Minor also quoted Lakin's brother, who also baselessly accused the Kansas board of "serious corruption." He also repeats WND's standard line that Obama merely "released what he claimed was his long form birth certificate" (italics ours) which "the only official law enforcement investigation, done on the orders of Sheriff Joe Arpaio, found to be fraudulent. Like the rest of WND, Minor didn't admit that Arpaio's investigation was incompetent and driven by hatred for Obama.

Because WND never reported how its birther conspiracies have been completely discredited, its readers have been deluded into thinking there's merit to the story. One of those readers, presumably, was Lakin. So we can assume that WND played a key role in deluding Lakin into throwing away his military career for a ridiculous conspiracy theory at a time when WND needed a martyr for its cause.
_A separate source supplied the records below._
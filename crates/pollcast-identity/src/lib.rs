//! Pollcast Identity
//!
//! Stable identity for content the overlay does not control.
//!
//! The quiz page is rebuilt by a third party on every load, so nothing on it
//! carries a durable identifier. A question or answer is instead identified by
//! a SHA-256 digest of its rendered markup, after ordinal markers (`a.`, `b.`)
//! have been stripped so that shuffling answers does not change who they are.
//!
//! # Design
//!
//! - [`canonicalize`] removes ordinal-marker spans. It is idempotent.
//! - [`compute_digest`] hashes the canonical form. It is deterministic and
//!   side-effect free, so results can be memoized by content string.
//! - [`DigestCache`] is that memo.
//!
//! Every client that votes on the same page must arrive at the same digest,
//! which is why the hash primitive is fixed to SHA-256 over UTF-8 bytes.

mod cache;
mod canonical;
mod digest;
mod error;

pub use cache::DigestCache;
pub use canonical::{canonicalize, canonicalize_with, ORDINAL_MARKER_CLASS};
pub use digest::{ContentDigest, DIGEST_HEX_LEN};
pub use error::{Error, Result};

use sha2::{Digest, Sha256};

/// Compute the content digest of rendered markup.
///
/// The content is canonicalized first, so `"<span class=\"answernumber\">a. </span>4"`
/// and `"4"` share a digest.
pub fn compute_digest(content: &str) -> ContentDigest {
    compute_digest_with(content, ORDINAL_MARKER_CLASS)
}

/// [`compute_digest`] with a page-specific ordinal-marker class.
pub fn compute_digest_with(content: &str, marker_class: &str) -> ContentDigest {
    let canonical = canonicalize_with(content, marker_class);
    let mut hasher = Sha256::new();
    hasher.update(canonical.as_bytes());
    let mut bytes = [0u8; 32];
    bytes.copy_from_slice(&hasher.finalize());
    ContentDigest::from_bytes(bytes)
}

#[cfg(test)]
mod tests {
    use super::*;

    #[test]
    fn digest_deterministic() {
        let a = compute_digest("What is 2+2?");
        let b = compute_digest("What is 2+2?");
        assert_eq!(a, b);
    }

    #[test]
    fn digest_different_inputs() {
        assert_ne!(compute_digest("4"), compute_digest("5"));
        assert_ne!(compute_digest("a day"), compute_digest("a week"));
    }

    #[test]
    fn digest_matches_sha256_hex() {
        // Plain content is hashed verbatim, so other clients can reproduce it.
        assert_eq!(
            compute_digest("abc").to_hex(),
            "ba7816bf8f01cfea414140de5dae2223b00361a396177a9cb410ff61f20015ad"
        );
    }

    #[test]
    fn digest_ignores_ordinal_marker() {
        let labelled = compute_digest(r#"<span class="answernumber">b. </span>a day"#);
        let relabelled = compute_digest(r#"<span class="answernumber">d. </span>a day"#);
        assert_eq!(labelled, relabelled);
        assert_eq!(labelled, compute_digest("a day"));
    }

    #[test]
    fn custom_marker_class_is_stripped() {
        assert_eq!(
            compute_digest_with(r#"<span class="ordinal">ii. </span>a day"#, "ordinal"),
            compute_digest("a day")
        );
    }

    #[test]
    fn empty_content_has_a_digest() {
        assert_eq!(compute_digest("").to_hex().len(), DIGEST_HEX_LEN);
    }
}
Which makes its new campaign to try and fix Lakin's life -- which it played a major role in screwing up -- not just ironic but pathetic as well. If WND was truly sorry for ruining Lakin's life, it would simply pay him the $2 million in benefits he threw away.

As of this writing, Lakin's petition has a paltry 6,143 signatures, out of a goal of 100,000.

Yes, Trump's election means it's safe for Farah and WND to be openly birther again. That doesn't mean they've become any less dishonest about it.